Once a zone has been completed, completion fluids within the wellbore can leak off into the formation in a process commonly known as “fluid loss”. The wellbore may fill with formation fluids as a result of the reduction of hydrostatic pressure on the completed zone. A blow-out may occur if fluid loss occurs during completion activities. Fluid may be added to the wellbore to maintain hydrostatic pressure, as disclosed in U.S. 6,808,020.
The purpose of cementing the casing is to provide a seal between zones since the drilling of the hole breaks through the natural barriers. Perforations (from sharper changes) provide communication through casing and cement to formation. In High Perm reservoirs, perforation alone is enough to put the well on production.
In Low Perm reservoirs (tight reservoirs), one creates additional exposure by creating fractures in the rock. That can extend far from the well bore. Typically, the fracture (or frac) fluid contains proppant solids designed to hold the fractures open (propped open) so that production fluids flow easily through the fracture back into the well bore.
In instances where fracturing is not necessary, perforation quality is critical because the perforation needs to cut through the casing, the cement, and extend into the formation enough to pass any formation damage that occurs during drilling the well.
Commonly, in various embodiments, all that is needed to fracture stimulate is the perforation job to provide communication from the wellbore to the reservoir. Once the fracture is initiated, the Frac job will typically cause the area around the plugged hole in the casing to be removed. In various further embodiments, perforation through only the casing is sufficient to allow the facture pressures to cause the cement to fail in the area about the casing perforation hole and thereby allow communication. However, in various embodiments, the fracture pressure will not be sufficient to break the cement.
Systems and processes for removing fluids from a wellbore are known in the art. Various examples of prior art systems and processes include U.S. Pat.
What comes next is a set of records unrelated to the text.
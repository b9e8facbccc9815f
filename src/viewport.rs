use std::collections::BTreeMap;
use std::mem;
use std::ops::Range;

use crate::models::TargetId;
use crate::reveal::{Notification, VisibilityHost};
use crate::utils::calculate_max_scroll;

#[derive(Debug, Clone, Copy, PartialEq, Eq)]
pub struct RowSpan {
    pub top: usize,
    pub height: usize,
}

impl RowSpan {
    pub fn new(top: usize, height: usize) -> Self {
        Self { top, height }
    }

    pub fn bottom(&self) -> usize {
        self.top + self.height
    }
}

#[derive(Debug, Clone, Copy)]
struct Observation {
    threshold: f32,
    intersecting: bool,
}

#[derive(Debug, Default)]
pub struct TerminalViewport {
    offset: usize,
    height: usize,
    content_height: usize,
    spans: BTreeMap<TargetId, RowSpan>,
    observed: BTreeMap<TargetId, Observation>,
    queue: Vec<Notification>,
}

impl TerminalViewport {
    pub fn new(height: usize) -> Self {
        Self { height, ..Self::default() }
    }

    pub fn offset(&self) -> usize {
        self.offset
    }

    pub fn height(&self) -> usize {
        self.height
    }

    pub fn visible_rows(&self) -> Range<usize> {
        self.offset..self.offset + self.height
    }

    pub fn max_offset(&self) -> usize {
        calculate_max_scroll(self.content_height, self.height)
    }

    /// Replaces the page layout.
    pub fn set_layout(&mut self, spans: impl IntoIterator<Item = (TargetId, RowSpan)>, content_height: usize) {
        self.spans = spans.into_iter().collect();
        self.content_height = content_height;
        self.offset = self.offset.min(self.max_offset());
        self.refresh();
    }

    pub fn resize(&mut self, height: usize) {
        self.height = height;
        self.offset = self.offset.min(self.max_offset());
        self.refresh();
    }

    pub fn scroll_to(&mut self, offset: usize) {
        self.offset = offset.min(self.max_offset());
        self.refresh();
    }

    pub fn scroll_by(&mut self, delta: isize) {
        let target = if delta.is_negative() {
            self.offset.saturating_sub(delta.unsigned_abs())
        } else {
            self.offset.saturating_add(delta.unsigned_abs())
        };
        self.scroll_to(target);
    }

    /// Fraction of `target` currently on screen; zero for unknown or empty targets.
    pub fn ratio(&self, target: TargetId) -> f32 {
        let Some(span) = self.spans.get(&target) else {
            return 0.0;
        };
        if span.height == 0 {
            return 0.0;
        }
        let view = self.visible_rows();
        let top = span.top.max(view.start);
        let bottom = span.bottom().min(view.end);
        bottom.saturating_sub(top) as f32 / span.height as f32
    }

    /// Drains queued notifications in emission order.
    pub fn take_notifications(&mut self) -> Vec<Notification> {
        mem::take(&mut self.queue)
    }

    #[cfg(test)]
    pub fn is_observing(&self, target: TargetId) -> bool {
        self.observed.contains_key(&target)
    }

    fn intersects(&self, target: TargetId, threshold: f32) -> bool {
        let ratio = self.ratio(target);
        ratio > 0.0 && ratio >= threshold
    }

    fn refresh(&mut self) {
        let ids: Vec<TargetId> = self.observed.keys().copied().collect();
        for id in ids {
            let Some(observation) = self.observed.get(&id).copied() else {
                continue;
            };
            let now = self.intersects(id, observation.threshold);
            if now != observation.intersecting {
                self.observed.insert(id, Observation { intersecting: now, ..observation });
                self.queue.push(Notification { target: id, is_intersecting: now });
            }
        }
    }
}

impl VisibilityHost for TerminalViewport {
    fn observe(&mut self, target: TargetId, threshold: f32) {
        if self.observed.contains_key(&target) {
            return;
        }
        let intersecting = self.intersects(target, threshold);
        self.observed.insert(target, Observation { threshold, intersecting });
        self.queue.push(Notification { target, is_intersecting: intersecting });
    }

    fn unobserve(&mut self, target: TargetId) {
        self.observed.remove(&target);
        self.queue.retain(|n| n.target != target);
    }
}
Nos. 7,426,938; 7,114,558; 7,059,407; 6,957,701; 6,808,020; 6,732,803; 6,631,772; 6,575,247; 6,520,255; 6,065,536; 5,673,658; 4,852,391; 4,559,786; 4,557,325; 2,067,408; 2,925,775; 2,968,243; 2,986,214; 3,028,914; 3,111,988; 3,118,501; 3,366,188; 3,427,652; 3,429,384; 3,547,198; 3,662,833; 3,712,379; 3,739,723; 3,874,461; 4,102,401; 4,113,314; 4,137,182; 4,139,060; 4,244,425; 4,415,035; 4,637,468; 4,671,352; 4,702,316; 4,776,393; 4,809,781; 4,860,831; 4,865,131; 4,867,241; 5,025,861; 5,103,912; 5,131,472; 5,161,618; 5,309,995; 5,314,019; 5,353,875; 5,390,741; 5,485,882; 5,513,703; 5,579,844; 5,598,891; 5,669,448; 5,704,426; 5,755,286; 5,803,178; 5,812,068; 5,832,998; 5,845,712; 5,865,252; 5,890,536; 5,921,318; 5,934,377; 5,947,200; 5,954,133; 5,990,051; 5,996,687; 6,003,607; 6,012,525; 6,053,248; 6,098,713; 6,116,343; 6,131,662; 6,186,227; 6,186,230; 6,186,236; 6,189,621; 6,241,013; 6,257,332; 6,257,338; 6,272,434; 6,286,598; 6,296,066; 6,394,184; 6,408,942; 6,446,727; 6,474,419; 6,488,082; 6,494,260; 6,497,284; 6,497,290; 6,543,538; 6,543,540; 6,547,011, the contents all of which are hereby incorporated by reference as if reproduced in its entirety.